» **What is expected**: From the entries below, copy every line that holds the word "NaiveDateTime".

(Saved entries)
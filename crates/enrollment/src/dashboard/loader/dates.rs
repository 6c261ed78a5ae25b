use chrono::{DateTime, NaiveDate, NaiveDateTime};

const DATETIME_FORMATS: [&str; 7] = [
    "%Y-%m-%d %H:%M:%S",
    "%Y-%m-%d %H:%M",
    "%Y-%m-%dT%H:%M:%S",
    "%Y-%m-%dT%H:%M:%S%.f",
    "%Y-%m-%d %H:%M:%S%.f",
    "%m/%d/%Y %H:%M:%S",
    "%m/%d/%Y %H:%M",
];

const DATE_FORMATS: [&str; 6] = [
    "%Y-%m-%d",
    "%m/%d/%y",
    "%m/%d/%Y",
    "%Y/%m/%d",
    "%d-%b-%Y",
    "%B %d, %Y",
];

/// Parses the mix of date shapes seen in enrollment exports. Returns `None`
/// for blank or unrecognised values.
pub(crate) fn parse_datetime(value: &str) -> Option<NaiveDateTime> {
    let trimmed = value.trim();
    if trimmed.is_empty() {
        return None;
    }

    if let Ok(dt) = DateTime::parse_from_rfc3339(trimmed) {
        return Some(dt.naive_utc());
    }

    for format in DATETIME_FORMATS {
        if let Ok(dt) = NaiveDateTime::parse_from_str(trimmed, format) {
            return Some(dt);
        }
    }

    DATE_FORMATS
        .iter()
        .find_map(|format| NaiveDate::parse_from_str(trimmed, format).ok())
        .and_then(|date| date.and_hms_opt(0, 0, 0))
}

/// Inverse of [`parse_datetime`] for exports: date-only when the time is
/// midnight.
pub(crate) fn format_datetime(value: &NaiveDateTime) -> String {
    if value.time() == chrono::NaiveTime::MIN {
        value.format("%Y-%m-%d").to_string()
    } else {
        value.format("%Y-%m-%d %H:%M:%S").to_string()
    }
}

#[cfg(test)]
mod tests {
    use super::*;

    fn ymd_hms(y: i32, m: u32, d: u32, h: u32, min: u32, s: u32) -> NaiveDateTime {
        NaiveDate::from_ymd_opt(y, m, d)
            .unwrap()
            .and_hms_opt(h, min, s)
            .unwrap()
    }

    #[test]
    fn parses_mixed_formats() {
        let midnight = ymd_hms(2023, 9, 14, 0, 0, 0);
        assert_eq!(parse_datetime("2023-09-14"), Some(midnight));
        assert_eq!(parse_datetime("09/14/2023"), Some(midnight));
        assert_eq!(parse_datetime("9/14/23"), Some(midnight));
        assert_eq!(parse_datetime("2023/09/14"), Some(midnight));
        assert_eq!(parse_datetime("14-Sep-2023"), Some(midnight));
        assert_eq!(parse_datetime("September 14, 2023"), Some(midnight));
        assert_eq!(
            parse_datetime("2023-09-14 08:30:00"),
            Some(ymd_hms(2023, 9, 14, 8, 30, 0))
        );
        assert_eq!(
            parse_datetime("09/14/2023 08:30"),
            Some(ymd_hms(2023, 9, 14, 8, 30, 0))
        );
        assert_eq!(
            parse_datetime("2023-09-14T08:30:00Z"),
            Some(ymd_hms(2023, 9, 14, 8, 30, 0))
        );
    }

    #[test]
    fn rejects_blank_and_garbage() {
        assert!(parse_datetime("   ").is_none());
        assert!(parse_datetime("not-a-date").is_none());
        assert!(parse_datetime("2023-13-45").is_none());
    }

    #[test]
    fn formats_midnight_as_date_only() {
        assert_eq!(format_datetime(&ymd_hms(2024, 1, 2, 0, 0, 0)), "2024-01-02");
        assert_eq!(
            format_datetime(&ymd_hms(2024, 1, 2, 13, 5, 9)),
            "2024-01-02 13:05:09"
        );
    }
}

» **Reply**:
use chrono::{DateTime, NaiveDate, NaiveDateTime};
pub(crate) fn parse_datetime(value: &str) -> Option<NaiveDateTime> {
        if let Ok(dt) = NaiveDateTime::parse_from_str(trimmed, format) {
pub(crate) fn format_datetime(value: &NaiveDateTime) -> String {
    fn ymd_hms(y: i32, m: u32, d: u32, h: u32, min: u32, s: u32) -> NaiveDateTime {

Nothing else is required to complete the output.